The paper highlights microfluidic chips that integrate complicated bioprocesses, such as DNA or mRNA purification from a single mammalian cell or several bacterial cells. We believe our paper shows specific applications of microfluidics to biotechnology or medical applications.

   Does it describe a new discovery or a new methodology that's useful to others?

Yes. The paper reports on automated purification and isolation of nucleic acids from a single mammalian cell or a few bacterial cells, which gives us new ways of dealing with tiny numbers of rare or unculturable cells. It gives us specific ideas of how we can use microfluidic platforms for the advancement of biotechnology. In addition, the paper describes how complicated parallel processes can be accomplished without increasing the complexity of controls, which indicates the automation of complex bioprocesses on microfluidic formats.

   Could you summarize the significance of your paper in layman's terms?

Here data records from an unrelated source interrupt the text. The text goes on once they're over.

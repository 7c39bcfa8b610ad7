//! The HTTP API served over a real socket

use std::sync::Arc;

use pig_arena_server::lobby::{DirectorySettings, SessionDirectory};
use pig_arena_server::metrics::Metrics;
use pig_arena_server::net::api::{router, ApiSettings};
use pig_arena_server::net::protocol::MatchResponse;
use tokio::io::{AsyncReadExt, AsyncWriteExt};
use tokio::net::{TcpListener, TcpStream};

async fn serve() -> (Arc<SessionDirectory>, std::net::SocketAddr) {
    let directory = Arc::new(SessionDirectory::new(
        DirectorySettings::default(),
        Arc::new(Metrics::new()),
    ));
    let app = router(
        directory.clone(),
        ApiSettings {
            public_join_url: "https://localhost:4433".to_string(),
        },
    );

    let listener = TcpListener::bind("127.0.0.1:0").await.unwrap();
    let addr = listener.local_addr().unwrap();
    tokio::spawn(async move {
        let _ = axum::serve(listener, app).await;
    });
    (directory, addr)
}

/// Send a raw request and split the reply into status line and body
async fn exchange(addr: std::net::SocketAddr, request: &str) -> (String, String) {
    let mut stream = TcpStream::connect(addr).await.unwrap();
    stream.write_all(request.as_bytes()).await.unwrap();

    let mut raw = Vec::new();
    stream.read_to_end(&mut raw).await.unwrap();
    let raw = String::from_utf8(raw).unwrap();

    let (head, body) = raw.split_once("\r\n\r\n").unwrap();
    let status = head.lines().next().unwrap().to_string();
    (status, body.to_string())
}

#[tokio::test]
async fn test_chunked_create_keeps_body() {
    let (directory, addr) = serve().await;

    let body = r#"{"participant_name":"Alice","target":20}"#;
    let (first, second) = body.split_at(17);
    let request = format!(
        "POST /api/match/create HTTP/1.1\r\n\
         Host: localhost\r\n\
         Content-Type: application/json\r\n\
         Transfer-Encoding: chunked\r\n\
         Connection: close\r\n\r\n\
         {:x}\r\n{}\r\n{:x}\r\n{}\r\n0\r\n\r\n",
        first.len(),
        first,
        second.len(),
        second
    );

    let (status, body) = exchange(addr, &request).await;
    assert!(status.contains("201"), "unexpected status {}", status);

    let created: MatchResponse = serde_json::from_str(&body).unwrap();
    assert!(created.join_endpoint.contains("participantName=Alice"));
    assert_eq!(directory.detail(created.session_id).unwrap().target, 20);
}

#[tokio::test]
async fn test_content_length_join() {
    let (directory, addr) = serve().await;

    let body = r#"{"participant_name":"Bob"}"#;
    let request = format!(
        "POST /api/match/join HTTP/1.1\r\n\
         Host: localhost\r\n\
         Content-Type: application/json\r\n\
         Content-Length: {}\r\n\
         Connection: close\r\n\r\n{}",
        body.len(),
        body
    );

    let (status, body) = exchange(addr, &request).await;
    assert!(status.contains("200"), "unexpected status {}", status);

    let joined: MatchResponse = serde_json::from_str(&body).unwrap();
    assert_eq!(directory.open_session_id(), Some(joined.session_id));
    assert_eq!(directory.detail(joined.session_id).unwrap().target, 100);
}

#[tokio::test]
async fn test_get_on_create_is_method_not_allowed() {
    let (directory, addr) = serve().await;

    let (status, _) = exchange(
        addr,
        "GET /api/match/create HTTP/1.1\r\nHost: localhost\r\nConnection: close\r\n\r\n",
    )
    .await;
    assert!(status.contains("405"), "unexpected status {}", status);
    assert!(directory.is_empty());
}
//! Participant connections
//!
//! A connection is a bounded outbound mailbox owned by the session actor plus
//! two pump tasks on the transport side. The actor never waits on a slow
//! client: a full mailbox drops the message.

use std::sync::atomic::{AtomicU64, Ordering};
use std::sync::Arc;
use std::time::Duration;

use tokio::io::{AsyncRead, AsyncWrite, AsyncWriteExt};
use tokio::sync::mpsc::{self, error::TrySendError};
use tokio::time::{interval_at, timeout, Instant, MissedTickBehavior};
use tracing::{debug, info, warn};

use crate::game::constants::net as limits;
use crate::game::state::{Action, ParticipantId};
use crate::lobby::actor::{MatchHandle, SubmitError};
use crate::metrics::Metrics;
use crate::net::framing::{read_frame, write_frame, FramingError};
use crate::net::protocol::{decode, encode, ClientMessage, ErrorKind, ServerMessage, WireError};

/// Process-unique connection identifier
pub type ConnectionId = u64;

static NEXT_CONNECTION_ID: AtomicU64 = AtomicU64::new(1);

fn next_connection_id() -> ConnectionId {
    NEXT_CONNECTION_ID.fetch_add(1, Ordering::Relaxed)
}

/// Result of a non-blocking delivery attempt
#[derive(Debug, Clone, Copy, PartialEq, Eq)]
pub enum Delivery {
    Queued,
    /// Mailbox full, message discarded
    Dropped,
    /// Pumps are gone
    Closed,
}

/// Actor-side end of a connection
#[derive(Debug, Clone)]
pub struct ConnectionHandle {
    id: ConnectionId,
    participant_id: ParticipantId,
    outbox: mpsc::Sender<Arc<ServerMessage>>,
}

impl ConnectionHandle {
    pub fn id(&self) -> ConnectionId {
        self.id
    }

    pub fn participant_id(&self) -> ParticipantId {
        self.participant_id
    }

    /// Queue a message without ever blocking
    pub fn deliver(&self, message: Arc<ServerMessage>) -> Delivery {
        match self.outbox.try_send(message) {
            Ok(()) => Delivery::Queued,
            Err(TrySendError::Full(_)) => Delivery::Dropped,
            Err(TrySendError::Closed(_)) => Delivery::Closed,
        }
    }

    pub fn is_closed(&self) -> bool {
        self.outbox.is_closed()
    }
}

/// Create a connection mailbox for `participant_id`.
///
/// The handle goes to the session actor inside a join event; the receiver
/// feeds the outbound pump. Once the actor drops the handle the pump sees the
/// mailbox close and shuts the connection down.
pub fn channel(
    participant_id: ParticipantId,
    capacity: usize,
) -> (ConnectionHandle, mpsc::Receiver<Arc<ServerMessage>>) {
    let (outbox, receiver) = mpsc::channel(capacity.max(1));
    let handle = ConnectionHandle {
        id: next_connection_id(),
        participant_id,
        outbox,
    };
    (handle, receiver)
}

/// Keepalive and write deadlines
#[derive(Debug, Clone, Copy, PartialEq, Eq)]
pub struct Liveness {
    /// Interval between ping probes; must be shorter than `pong_wait`
    pub ping_period: Duration,
    /// Longest silence tolerated from the client
    pub pong_wait: Duration,
    pub write_wait: Duration,
}

impl Default for Liveness {
    fn default() -> Self {
        Self {
            ping_period: limits::PING_PERIOD,
            pong_wait: limits::PONG_WAIT,
            write_wait: limits::WRITE_WAIT,
        }
    }
}

/// Why a connection ended
#[derive(Debug, Clone, Copy, PartialEq, Eq)]
pub enum Departure {
    ClientClosed,
    ReadTimeout,
    ProtocolError,
    ReadFailed,
    WriteFailed,
    WriteTimeout,
    SessionClosed,
}

/// Transport-side driver for one participant's stream pair
pub struct Connection {
    session: MatchHandle,
    participant_id: ParticipantId,
    connection_id: ConnectionId,
    /// Lets the inbound pump answer the client directly. Weak, so the
    /// mailbox still closes once the actor releases its handle.
    outbox: mpsc::WeakSender<Arc<ServerMessage>>,
    liveness: Liveness,
    metrics: Arc<Metrics>,
}

impl Connection {
    pub fn new(
        session: MatchHandle,
        handle: &ConnectionHandle,
        liveness: Liveness,
        metrics: Arc<Metrics>,
    ) -> Self {
        Self {
            session,
            participant_id: handle.participant_id(),
            connection_id: handle.id(),
            outbox: handle.outbox.downgrade(),
            liveness,
            metrics,
        }
    }

    /// Run both pumps until either ends, then leave the session exactly once
    pub async fn serve<R, W>(
        self,
        mut reader: R,
        mut writer: W,
        mut outbox: mpsc::Receiver<Arc<ServerMessage>>,
    ) -> Departure
    where
        R: AsyncRead + Unpin,
        W: AsyncWrite + Unpin,
    {
        self.metrics.connection_opened();

        let departure = tokio::select! {
            d = self.inbound(&mut reader) => d,
            d = self.outbound(&mut writer, &mut outbox) => d,
        };

        let _ = timeout(self.liveness.write_wait, writer.shutdown()).await;
        self.session.leave(self.participant_id, self.connection_id);
        self.metrics.connection_closed();

        info!(
            session_id = %self.session.id(),
            participant_id = %self.participant_id,
            connection_id = self.connection_id,
            reason = ?departure,
            "Connection closed"
        );
        departure
    }

    async fn inbound<R: AsyncRead + Unpin>(&self, reader: &mut R) -> Departure {
        loop {
            let read = read_frame(reader, limits::MAX_INBOUND_FRAME);
            let frame = match timeout(self.liveness.pong_wait, read).await {
                Err(_) => return Departure::ReadTimeout,
                Ok(Err(FramingError::ConnectionClosed)) => return Departure::ClientClosed,
                Ok(Err(FramingError::FrameTooLarge(len, max))) => {
                    warn!(
                        participant_id = %self.participant_id,
                        "Rejected oversized frame: {} bytes (max {})", len, max
                    );
                    return Departure::ProtocolError;
                }
                Ok(Err(FramingError::Io(e))) => {
                    debug!(participant_id = %self.participant_id, "Stream read error: {}", e);
                    return Departure::ReadFailed;
                }
                Ok(Ok(frame)) => frame,
            };

            let message: ClientMessage = match decode(&frame) {
                Ok(message) => message,
                Err(e) => {
                    warn!(participant_id = %self.participant_id, "{}", e);
                    return Departure::ProtocolError;
                }
            };

            let Some(action) = message.action() else {
                continue;
            };

            match self.session.act(self.participant_id, action) {
                Ok(()) => {}
                Err(SubmitError::Busy) => {
                    self.metrics.actions_busy.fetch_add(1, Ordering::Relaxed);
                    warn!(
                        session_id = %self.session.id(),
                        participant_id = %self.participant_id,
                        "Session mailbox full, dropped {:?}", action
                    );
                    self.reply_busy(action);
                }
                Err(SubmitError::Closed) => return Departure::SessionClosed,
            }
        }
    }

    /// Tell the client its action was not admitted; resubmitting is its call
    fn reply_busy(&self, action: Action) {
        let Some(outbox) = self.outbox.upgrade() else {
            return;
        };
        let error = WireError::new(
            ErrorKind::Busy,
            format!("session is busy, {:?} was not applied", action).to_lowercase(),
        );
        if outbox.try_send(Arc::new(ServerMessage::error(error))).is_err() {
            self.metrics.messages_dropped.fetch_add(1, Ordering::Relaxed);
        }
    }

    async fn outbound<W: AsyncWrite + Unpin>(
        &self,
        writer: &mut W,
        outbox: &mut mpsc::Receiver<Arc<ServerMessage>>,
    ) -> Departure {
        let period = self.liveness.ping_period;
        let mut ping = interval_at(Instant::now() + period, period);
        ping.set_missed_tick_behavior(MissedTickBehavior::Delay);

        loop {
            let message = tokio::select! {
                message = outbox.recv() => match message {
                    Some(message) => message,
                    None => return Departure::SessionClosed,
                },
                _ = ping.tick() => Arc::new(ServerMessage::ping()),
            };

            let data = match encode(message.as_ref()) {
                Ok(data) => data,
                Err(e) => {
                    warn!("Failed to encode outbound message: {}", e);
                    continue;
                }
            };

            let write = write_frame(writer, &data, limits::MAX_OUTBOUND_FRAME);
            match timeout(self.liveness.write_wait, write).await {
                Err(_) => return Departure::WriteTimeout,
                Ok(Err(e)) => {
                    debug!(participant_id = %self.participant_id, "Stream write error: {}", e);
                    return Departure::WriteFailed;
                }
                Ok(Ok(())) => {}
            }
        }
    }
}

Our research in microfluidic chips makes it possible to do more with very tiny amounts of liquid, down to the nanoliter or picoliter level, with great accuracy. Also available is the ability to purify and isolate nucleic acid from a single cell or several cells automatically, which was not previously possible. This technology will simplify processes and also provide unique opportunities for biotechnology and medical research.

We wanted to bring the study of microfluidics technology to a higher level of usefulness in applications such as biotechnology and medical research.